**Your task**
When you reach the line containing "pub fn bar_chart_svg(title: &str, series: &[(String, usize)])" in the entries below, begin reproducing lines exactly, and stop once the line containing "let mut svg" is done.
-*-
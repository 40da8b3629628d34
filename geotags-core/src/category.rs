//! Categories and the tag filters that select their features.

use std::collections::BTreeMap;
use std::fmt;
use std::str::FromStr;

use serde::{Deserialize, Serialize};
use thiserror::Error;

/// Geometry class a category promises to emit.
///
/// Serialized in lowercase. `area` is accepted as an alias for `polygon`.
///
/// # Examples
/// ```
/// use geotags_core::GeometryClass;
///
/// assert_eq!("area".parse::<GeometryClass>(), Ok(GeometryClass::Polygon));
/// assert_eq!(GeometryClass::Line.to_string(), "line");
/// ```
#[derive(Debug, Clone, Copy, PartialEq, Eq, Hash, PartialOrd, Ord, Serialize, Deserialize)]
#[serde(rename_all = "lowercase")]
pub enum GeometryClass {
    /// Single locations.
    Point,
    /// Linear features such as paths and rivers.
    Line,
    /// Areas bounded by closed rings.
    #[serde(alias = "area")]
    Polygon,
}

impl GeometryClass {
    /// Lowercase name used in configuration files and exported properties.
    #[must_use]
    pub const fn as_str(self) -> &'static str {
        match self {
            Self::Point => "point",
            Self::Line => "line",
            Self::Polygon => "polygon",
        }
    }
}

impl fmt::Display for GeometryClass {
    fn fmt(&self, f: &mut fmt::Formatter<'_>) -> fmt::Result {
        f.write_str(self.as_str())
    }
}

/// Error returned when parsing an unknown geometry class name.
#[derive(Debug, Clone, PartialEq, Eq, Error)]
#[error("unknown geometry class {0:?} (expected point, line or polygon)")]
pub struct ParseGeometryClassError(pub String);

impl FromStr for GeometryClass {
    type Err = ParseGeometryClassError;

    fn from_str(s: &str) -> Result<Self, Self::Err> {
        match s.trim().to_ascii_lowercase().as_str() {
            "point" => Ok(Self::Point),
            "line" => Ok(Self::Line),
            "polygon" | "area" => Ok(Self::Polygon),
            _ => Err(ParseGeometryClassError(s.to_owned())),
        }
    }
}

/// OpenStreetMap attribute map. Ordered so exports are deterministic.
pub type Tags = BTreeMap<String, String>;

/// A `key=value` predicate over OSM tags.
///
/// A filter without a value matches any feature carrying the key and renders
/// as `key=*`.
///
/// # Examples
/// ```
/// use geotags_core::{TagFilter, Tags};
///
/// let filter: TagFilter = "leisure=park".parse().expect("valid filter");
/// let tags = Tags::from([("leisure".into(), "park".into())]);
/// assert_eq!(filter.matching_tag(&tags).as_deref(), Some("leisure=park"));
///
/// let wildcard = TagFilter::any_value("amenity");
/// assert_eq!(wildcard.to_string(), "amenity=*");
/// ```
#[derive(Debug, Clone, PartialEq, Eq, Hash)]
pub struct TagFilter {
    key: String,
    value: Option<String>,
}

/// Errors raised while building a [`TagFilter`].
#[derive(Debug, Clone, PartialEq, Eq, Error)]
pub enum TagFilterError {
    /// The key was empty or whitespace.
    #[error("tag filter key must not be blank")]
    BlankKey,
}

impl TagFilter {
    /// Build a filter matching `key=value`. A value of `*` matches any value.
    pub fn new(key: impl Into<String>, value: Option<String>) -> Result<Self, TagFilterError> {
        let key = key.into().trim().to_owned();
        if key.is_empty() {
            return Err(TagFilterError::BlankKey);
        }
        let value = value
            .map(|v| v.trim().to_owned())
            .filter(|v| !v.is_empty() && v != "*");
        Ok(Self { key, value })
    }

    /// Build a filter matching `key=value` from trusted literals.
    #[must_use]
    pub fn exact(key: &str, value: &str) -> Self {
        Self {
            key: key.to_owned(),
            value: Some(value.to_owned()),
        }
    }

    /// Build a filter matching any value of `key`.
    #[must_use]
    pub fn any_value(key: &str) -> Self {
        Self {
            key: key.to_owned(),
            value: None,
        }
    }

    /// The tag key.
    #[must_use]
    pub fn key(&self) -> &str {
        &self.key
    }

    /// The required value, or `None` for a key wildcard.
    #[must_use]
    pub fn value(&self) -> Option<&str> {
        self.value.as_deref()
    }

    /// Return the concrete `key=value` tag when `tags` satisfies the filter.
    ///
    /// For wildcard filters the value is taken from `tags`, so the result
    /// names what the feature actually carries.
    #[must_use]
    pub fn matching_tag(&self, tags: &Tags) -> Option<String> {
        let actual = tags.get(&self.key)?;
        match &self.value {
            Some(expected) if expected != actual => None,
            _ => Some(format!("{}={actual}", self.key)),
        }
    }
}

impl fmt::Display for TagFilter {
    fn fmt(&self, f: &mut fmt::Formatter<'_>) -> fmt::Result {
        match &self.value {
            Some(value) => write!(f, "{}={value}", self.key),
            None => write!(f, "{}=*", self.key),
        }
    }
}

impl FromStr for TagFilter {
    type Err = TagFilterError;

    fn from_str(s: &str) -> Result<Self, Self::Err> {
        match s.split_once('=') {
            Some((key, value)) => Self::new(key, Some(value.to_owned())),
            None => Self::new(s, None),
        }
    }
}

/// A named group of tag filters sharing one geometry class.
///
/// Categories are validated by [`crate::PipelineConfig`] and stay immutable
/// for the duration of a run.
#[derive(Debug, Clone, PartialEq, Eq)]
pub struct Category {
    /// Display name, unique within a configuration.
    pub name: String,
    /// Geometry class every exported feature of this category must have.
    pub geometry: GeometryClass,
    /// Ordered, non-empty list of filters.
    pub filters: Vec<TagFilter>,
}

impl Category {
    /// Construct a category without validation.
    #[must_use]
    pub fn new(name: impl Into<String>, geometry: GeometryClass, filters: Vec<TagFilter>) -> Self {
        Self {
            name: name.into(),
            geometry,
            filters,
        }
    }
}
//! Inline SVG figures for the HTML report.

use geo::{BoundingRect, MultiLineString};

use crate::html::escape;

const BAR_HEIGHT: f64 = 22.0;
const BAR_GAP: f64 = 6.0;
const LABEL_WIDTH: f64 = 180.0;
const CHART_WIDTH: f64 = 640.0;
const OUTLINE_SIZE: f64 = 360.0;
const OUTLINE_MARGIN: f64 = 10.0;

/// Horizontal bar chart of `(label, value)` pairs, one bar per entry.
///
/// Bars are scaled to the largest value. An empty series renders an empty
/// figure with a short note instead of bars.
#[must_use]
#[expect(
    clippy::float_arithmetic,
    clippy::cast_precision_loss,
    reason = "bar geometry scales small counts into figure units"
)]
pub fn bar_chart_svg(title: &str, series: &[(String, usize)]) -> String {
    let max = series.iter().map(|(_, value)| *value).max().unwrap_or(0);
    let rows = series.len().max(1);
    let height = rows as f64 * (BAR_HEIGHT + BAR_GAP) + BAR_GAP;
    let mut svg = format!(
        r#"<svg class="chart" role="img" viewBox="0 0 {CHART_WIDTH} {height}" width="{CHART_WIDTH}" height="{height}" xmlns="http://www.w3.org/2000/svg"><title>{}</title>"#,
        escape(title)
    );
    if max == 0 {
        svg.push_str(&format!(
            r#"<text x="8" y="{}" class="chart-empty">No features</text></svg>"#,
            BAR_GAP + BAR_HEIGHT * 0.7
        ));
        return svg;
    }
    let bar_space = CHART_WIDTH - LABEL_WIDTH - 60.0;
    for (row, (label, value)) in series.iter().enumerate() {
        let y = BAR_GAP + row as f64 * (BAR_HEIGHT + BAR_GAP);
        let width = bar_space * (*value as f64) / (max as f64);
        svg.push_str(&format!(
            concat!(
                r#"<text x="{lx}" y="{ty}" text-anchor="end">{label}</text>"#,
                r#"<rect x="{bx}" y="{y}" width="{width:.1}" height="{h}" rx="3"></rect>"#,
                r#"<text x="{vx:.1}" y="{ty}" class="value">{value}</text>"#,
            ),
            lx = LABEL_WIDTH - 8.0,
            ty = y + BAR_HEIGHT * 0.7,
            label = escape(label),
            bx = LABEL_WIDTH,
            y = y,
            width = width,
            h = BAR_HEIGHT,
            vx = LABEL_WIDTH + width + 6.0,
            value = value,
        ));
    }
    svg.push_str("</svg>");
    svg
}

/// Outline of projected boundary rings, scaled into a square figure with
/// north up. Returns an empty string when there is nothing to draw.
#[must_use]
#[expect(
    clippy::float_arithmetic,
    reason = "outline coordinates are scaled into figure units"
)]
pub fn boundary_outline_svg(name: &str, outline: &MultiLineString) -> String {
    let Some(extent) = outline.bounding_rect() else {
        return String::new();
    };
    let span = extent.width().max(extent.height());
    if span <= 0.0 {
        return String::new();
    }
    let scale = (OUTLINE_SIZE - 2.0 * OUTLINE_MARGIN) / span;
    let (min, max) = (extent.min(), extent.max());
    let mut path = String::new();
    for ring in outline {
        for (index, coord) in ring.coords().enumerate() {
            let command = if index == 0 { 'M' } else { 'L' };
            let x = OUTLINE_MARGIN + (coord.x - min.x) * scale;
            // SVG y grows downwards.
            let y = OUTLINE_MARGIN + (max.y - coord.y) * scale;
            path.push_str(&format!("{command}{x:.1},{y:.1}"));
        }
        path.push('Z');
    }
    format!(
        concat!(
            r#"<svg class="outline" role="img" viewBox="0 0 {size} {size}" width="{size}" height="{size}" xmlns="http://www.w3.org/2000/svg">"#,
            r#"<title>{name} boundary</title>"#,
            r#"<path d="{path}" fill="none" stroke="black" stroke-width="2" fill-rule="evenodd"></path>"#,
            "</svg>"
        ),
        size = OUTLINE_SIZE,
        name = escape(name),
        path = path,
    )
}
-*-
**Solution for this exercise**
pub fn bar_chart_svg(title: &str, series: &[(String, usize)]) -> String {
    let max = series.iter().map(|(_, value)| *value).max().unwrap_or(0);
    let rows = series.len().max(1);
    let height = rows as f64 * (BAR_HEIGHT + BAR_GAP) + BAR_GAP;
    let mut svg = format!(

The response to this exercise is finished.